//! Core data types for `kanban_rust`.
//!
//! This module defines the records mirrored from the issue tracker and the
//! facts derived from them:
//! - `Issue` - A mirrored work item with its flow timings
//! - `FlowStatus` - Kanban columns derived from `status:` labels
//! - `StatusTransition` - Ledger entry for an observed status change
//! - `BlockedPeriod` - Interval during which an issue carried `blocked`
//! - `CfdSnapshot` - Per-day status counts for cumulative flow
//! - `SyncRecord` - Observability row for one sync attempt

use chrono::{DateTime, NaiveDate, Utc};
use serde::{Deserialize, Serialize};
use std::fmt;
use std::str::FromStr;

use crate::error::KanbanError;

/// Kanban column an issue currently sits in.
#[derive(Debug, Clone, PartialEq, Eq, Hash, PartialOrd, Ord, Serialize, Deserialize)]
#[serde(rename_all = "kebab-case")]
pub enum FlowStatus {
    Backlog,
    Ready,
    InProgress,
    Review,
    Testing,
    Done,
    #[serde(untagged)]
    Custom(String),
}

impl FlowStatus {
    /// Board column order, left to right.
    pub const CANONICAL: [Self; 6] = [
        Self::Backlog,
        Self::Ready,
        Self::InProgress,
        Self::Review,
        Self::Testing,
        Self::Done,
    ];

    /// Statuses whose first entry time is stamped on the issue.
    pub const TRACKED: [Self; 5] = [
        Self::Ready,
        Self::InProgress,
        Self::Review,
        Self::Testing,
        Self::Done,
    ];

    #[must_use]
    pub fn as_str(&self) -> &str {
        match self {
            Self::Backlog => "backlog",
            Self::Ready => "ready",
            Self::InProgress => "in-progress",
            Self::Review => "review",
            Self::Testing => "testing",
            Self::Done => "done",
            Self::Custom(value) => value,
        }
    }

    /// Parse a label value, falling back to a custom column.
    #[must_use]
    pub fn parse(value: &str) -> Self {
        match value.trim().to_lowercase().as_str() {
            "backlog" => Self::Backlog,
            "ready" | "todo" => Self::Ready,
            "in-progress" | "in progress" | "in_progress" | "inprogress" => Self::InProgress,
            "review" | "in-review" | "in review" => Self::Review,
            "testing" | "qa" => Self::Testing,
            "done" => Self::Done,
            other => Self::Custom(other.to_string()),
        }
    }

    #[must_use]
    pub fn is_tracked(&self) -> bool {
        Self::TRACKED.contains(self)
    }

    /// Counts toward active WIP (excludes backlog and done).
    #[must_use]
    pub const fn is_active(&self) -> bool {
        !matches!(self, Self::Backlog | Self::Done)
    }

    /// Position on the board; custom columns sort after the canonical ones.
    #[must_use]
    pub fn board_rank(&self) -> usize {
        Self::CANONICAL
            .iter()
            .position(|s| s == self)
            .unwrap_or(Self::CANONICAL.len())
    }
}

impl fmt::Display for FlowStatus {
    fn fmt(&self, f: &mut fmt::Formatter<'_>) -> fmt::Result {
        write!(f, "{}", self.as_str())
    }
}

impl FromStr for FlowStatus {
    type Err = KanbanError;

    fn from_str(s: &str) -> Result<Self, Self::Err> {
        if s.trim().is_empty() {
            return Err(KanbanError::InvalidStatus {
                status: s.to_string(),
            });
        }
        Ok(Self::parse(s))
    }
}

/// Open/closed state as reported by the tracker.
#[derive(Debug, Clone, Copy, PartialEq, Eq, Hash, Serialize, Deserialize, Default)]
#[serde(rename_all = "snake_case")]
pub enum IssueState {
    #[default]
    Open,
    Closed,
}

impl IssueState {
    #[must_use]
    pub const fn as_str(&self) -> &'static str {
        match self {
            Self::Open => "open",
            Self::Closed => "closed",
        }
    }

    #[must_use]
    pub const fn is_closed(&self) -> bool {
        matches!(self, Self::Closed)
    }
}

impl fmt::Display for IssueState {
    fn fmt(&self, f: &mut fmt::Formatter<'_>) -> fmt::Result {
        f.write_str(self.as_str())
    }
}

impl FromStr for IssueState {
    type Err = KanbanError;

    fn from_str(s: &str) -> Result<Self, Self::Err> {
        match s.trim().to_lowercase().as_str() {
            "open" => Ok(Self::Open),
            "closed" | "merged" => Ok(Self::Closed),
            other => Err(KanbanError::validation(
                "state",
                format!("unknown issue state '{other}'"),
            )),
        }
    }
}

#[derive(Debug, Clone, PartialEq, Eq, Serialize, Deserialize)]
pub struct Organization {
    pub id: i64,
    pub name: String,
}

#[derive(Debug, Clone, PartialEq, Eq, Serialize, Deserialize)]
pub struct Repository {
    pub id: i64,
    pub org_id: i64,
    pub name: String,
    /// `org/name`, unique across the store.
    pub full_name: String,
    pub last_sync_at: Option<DateTime<Utc>>,
}

/// A label definition: configured, cached, or listed from the tracker.
#[derive(Debug, Clone, PartialEq, Eq, Hash, Serialize, Deserialize)]
pub struct LabelSpec {
    pub name: String,
    pub color: String,
    #[serde(default)]
    pub description: String,
}

impl LabelSpec {
    #[must_use]
    pub fn new(name: &str, color: &str, description: &str) -> Self {
        Self {
            name: name.to_string(),
            color: color.to_string(),
            description: description.to_string(),
        }
    }
}

/// First-entry timestamps for the tracked statuses.
///
/// Each field is written at most once; later observations never replace it.
#[derive(Debug, Clone, Default, PartialEq, Eq, Serialize, Deserialize)]
pub struct StatusEntries {
    pub ready: Option<DateTime<Utc>>,
    pub in_progress: Option<DateTime<Utc>>,
    pub review: Option<DateTime<Utc>>,
    pub testing: Option<DateTime<Utc>>,
    pub done: Option<DateTime<Utc>>,
}

impl StatusEntries {
    fn slot_mut(&mut self, status: &FlowStatus) -> Option<&mut Option<DateTime<Utc>>> {
        match status {
            FlowStatus::Ready => Some(&mut self.ready),
            FlowStatus::InProgress => Some(&mut self.in_progress),
            FlowStatus::Review => Some(&mut self.review),
            FlowStatus::Testing => Some(&mut self.testing),
            FlowStatus::Done => Some(&mut self.done),
            FlowStatus::Backlog | FlowStatus::Custom(_) => None,
        }
    }

    #[must_use]
    pub fn get(&self, status: &FlowStatus) -> Option<DateTime<Utc>> {
        match status {
            FlowStatus::Ready => self.ready,
            FlowStatus::InProgress => self.in_progress,
            FlowStatus::Review => self.review,
            FlowStatus::Testing => self.testing,
            FlowStatus::Done => self.done,
            FlowStatus::Backlog | FlowStatus::Custom(_) => None,
        }
    }

    /// Record the entry time for `status` if none is known yet.
    ///
    /// Returns `true` when a value was written.
    pub fn stamp_if_unset(&mut self, status: &FlowStatus, at: DateTime<Utc>) -> bool {
        let Some(slot) = self.slot_mut(status) else {
            return false;
        };
        if slot.is_some() {
            return false;
        }
        *slot = Some(at);
        true
    }

    /// Fill still-empty fields from `other`, keeping every value already set.
    pub fn coalesce(&mut self, other: &Self) {
        for status in &FlowStatus::TRACKED {
            if let Some(at) = other.get(status) {
                self.stamp_if_unset(status, at);
            }
        }
    }
}

/// A mirrored issue.
#[derive(Debug, Clone, PartialEq, Serialize, Deserialize)]
pub struct Issue {
    pub id: i64,
    pub repo_id: i64,
    pub number: i64,
    pub title: String,
    pub state: IssueState,
    pub status: Option<FlowStatus>,
    pub priority: Option<String>,
    pub issue_type: Option<String>,
    pub size: Option<String>,
    pub is_blocked: bool,
    pub assignee: Option<String>,
    pub labels: Vec<String>,
    pub created_at: DateTime<Utc>,
    pub updated_at: DateTime<Utc>,
    pub closed_at: Option<DateTime<Utc>>,
    pub entered: StatusEntries,
    pub lead_time_hours: Option<f64>,
    pub cycle_time_hours: Option<f64>,
    pub blocked_time_hours: f64,
    pub synced_at: DateTime<Utc>,
}

impl Issue {
    /// When the work finished: the close time, or done-entry for open issues.
    #[must_use]
    pub fn completed_at(&self) -> Option<DateTime<Utc>> {
        if self.state.is_closed() {
            self.closed_at.or(self.entered.done)
        } else {
            self.entered.done
        }
    }

    /// Recompute lead and cycle time from stored timestamps.
    ///
    /// Cycle time needs a known in-progress entry; blocked hours are
    /// subtracted and the result never drops below zero.
    pub fn recompute_flow_times(&mut self) {
        let Some(completed) = self.completed_at() else {
            self.lead_time_hours = None;
            self.cycle_time_hours = None;
            return;
        };

        self.lead_time_hours = Some(hours_between(self.created_at, completed).max(0.0));
        self.cycle_time_hours = self.entered.in_progress.map(|started| {
            (hours_between(started, completed) - self.blocked_time_hours).max(0.0)
        });
    }
}

/// Fractional hours from `start` to `end`.
#[must_use]
pub fn hours_between(start: DateTime<Utc>, end: DateTime<Utc>) -> f64 {
    (end - start).num_seconds() as f64 / 3600.0
}

/// Ledger entry for one observed status change.
#[derive(Debug, Clone, PartialEq, Eq, Serialize, Deserialize)]
pub struct StatusTransition {
    pub id: i64,
    pub issue_id: i64,
    /// Empty for the initial observation.
    pub from_status: Option<String>,
    pub to_status: String,
    pub transitioned_at: DateTime<Utc>,
}

/// Where a blocked interval was learned from.
#[derive(Debug, Clone, Copy, PartialEq, Eq, Serialize, Deserialize)]
#[serde(rename_all = "snake_case")]
pub enum BlockedSource {
    /// The `blocked` label was seen toggling between syncs.
    Label,
    /// Derived from the tracker's label timeline.
    Timeline,
}

impl BlockedSource {
    #[must_use]
    pub const fn as_str(&self) -> &'static str {
        match self {
            Self::Label => "label",
            Self::Timeline => "timeline",
        }
    }
}

#[derive(Debug, Clone, PartialEq, Serialize, Deserialize)]
pub struct BlockedPeriod {
    pub id: i64,
    pub issue_id: i64,
    pub blocked_at: DateTime<Utc>,
    /// `None` while still blocked as of the last sync.
    pub unblocked_at: Option<DateTime<Utc>>,
    pub duration_hours: Option<f64>,
    pub reason: String,
}

#[derive(Debug, Clone, PartialEq, Eq, Serialize, Deserialize)]
pub struct CfdSnapshot {
    pub repo_id: i64,
    pub snapshot_date: NaiveDate,
    pub status: String,
    pub count: i64,
}

#[derive(Debug, Clone, Copy, PartialEq, Eq, Serialize, Deserialize)]
#[serde(rename_all = "snake_case")]
pub enum SyncStatus {
    Pending,
    Running,
    Completed,
    Failed,
}

impl SyncStatus {
    #[must_use]
    pub const fn as_str(&self) -> &'static str {
        match self {
            Self::Pending => "pending",
            Self::Running => "running",
            Self::Completed => "completed",
            Self::Failed => "failed",
        }
    }
}

impl fmt::Display for SyncStatus {
    fn fmt(&self, f: &mut fmt::Formatter<'_>) -> fmt::Result {
        f.write_str(self.as_str())
    }
}

impl FromStr for SyncStatus {
    type Err = KanbanError;

    fn from_str(s: &str) -> Result<Self, Self::Err> {
        match s {
            "pending" => Ok(Self::Pending),
            "running" => Ok(Self::Running),
            "completed" => Ok(Self::Completed),
            "failed" => Ok(Self::Failed),
            other => Err(KanbanError::validation(
                "sync_history.status",
                format!("unknown sync status '{other}'"),
            )),
        }
    }
}

#[derive(Debug, Clone, PartialEq, Eq, Serialize, Deserialize)]
pub struct SyncRecord {
    pub id: i64,
    /// `None` for the run-wide record.
    pub repo_id: Option<i64>,
    pub sync_type: String,
    pub started_at: DateTime<Utc>,
    pub completed_at: Option<DateTime<Utc>>,
    pub status: SyncStatus,
    pub items_synced: i64,
    pub error_message: Option<String>,
}

#[derive(Debug, Clone, PartialEq, Serialize, Deserialize)]
pub struct PullRequest {
    pub id: i64,
    pub repo_id: i64,
    pub number: i64,
    pub title: String,
    pub state: String,
    pub is_draft: bool,
    pub author: Option<String>,
    pub created_at: DateTime<Utc>,
    pub updated_at: DateTime<Utc>,
    pub merged_at: Option<DateTime<Utc>>,
    pub closed_at: Option<DateTime<Utc>>,
    pub additions: i64,
    pub deletions: i64,
    pub changed_files: i64,
    pub merge_time_hours: Option<f64>,
}

/// One card on the board.
#[derive(Debug, Clone, PartialEq, Serialize, Deserialize)]
pub struct BoardIssue {
    pub repo: String,
    pub number: i64,
    pub title: String,
    pub state: IssueState,
    pub status: Option<FlowStatus>,
    pub priority: Option<String>,
    pub issue_type: Option<String>,
    pub size: Option<String>,
    pub is_blocked: bool,
    pub assignee: Option<String>,
    pub updated_at: DateTime<Utc>,
    pub age_days: f64,
}

/// Board cards sharing one status.
#[derive(Debug, Clone, PartialEq, Serialize, Deserialize)]
pub struct BoardColumn {
    pub status: String,
    pub issues: Vec<BoardIssue>,
}

impl BoardColumn {
    /// Group cards into columns in board order; unclassified cards go last
    /// under `none`.
    #[must_use]
    pub fn group(issues: Vec<BoardIssue>) -> Vec<Self> {
        let mut columns: Vec<(usize, Self)> = Vec::new();
        for issue in issues {
            let (rank, name) = issue.status.as_ref().map_or_else(
                || (usize::MAX, "none".to_string()),
                |s| (s.board_rank(), s.as_str().to_string()),
            );
            if let Some((_, column)) = columns.iter_mut().find(|(_, c)| c.status == name) {
                column.issues.push(issue);
            } else {
                columns.push((
                    rank,
                    Self {
                        status: name,
                        issues: vec![issue],
                    },
                ));
            }
        }
        columns.sort_by(|(ra, a), (rb, b)| ra.cmp(rb).then_with(|| a.status.cmp(&b.status)));
        columns.into_iter().map(|(_, column)| column).collect()
    }
}

/// Diagnostic counters over the whole store.
#[derive(Debug, Clone, Default, PartialEq, Eq, Serialize, Deserialize)]
pub struct Stats {
    pub organizations: i64,
    pub repositories: i64,
    pub issues: i64,
    pub open_issues: i64,
    pub closed_issues: i64,
    pub pull_requests: i64,
    pub transitions: i64,
    pub blocked_periods: i64,
    pub cfd_snapshots: i64,
    pub sync_records: i64,
    pub last_sync_at: Option<DateTime<Utc>>,
    pub last_sync_org: Option<String>,
    pub schema_version: i32,
}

++++++

*WHAT IS NEEDED*: Repeat exactly the lines that run from the opening of the listing through the line holding "use std::fmt;". Leave out everything else.

*ANSWER TO THIS PROBLEM*:
//! Core data types for `kanban_rust`.
//!
//! This module defines the records mirrored from the issue tracker and the
//! facts derived from them:
//! - `Issue` - A mirrored work item with its flow timings
//! - `FlowStatus` - Kanban columns derived from `status:` labels
//! - `StatusTransition` - Ledger entry for an observed status change
//! - `BlockedPeriod` - Interval during which an issue carried `blocked`
//! - `CfdSnapshot` - Per-day status counts for cumulative flow
//! - `SyncRecord` - Observability row for one sync attempt

use chrono::{DateTime, NaiveDate, Utc};
use serde::{Deserialize, Serialize};
use std::fmt;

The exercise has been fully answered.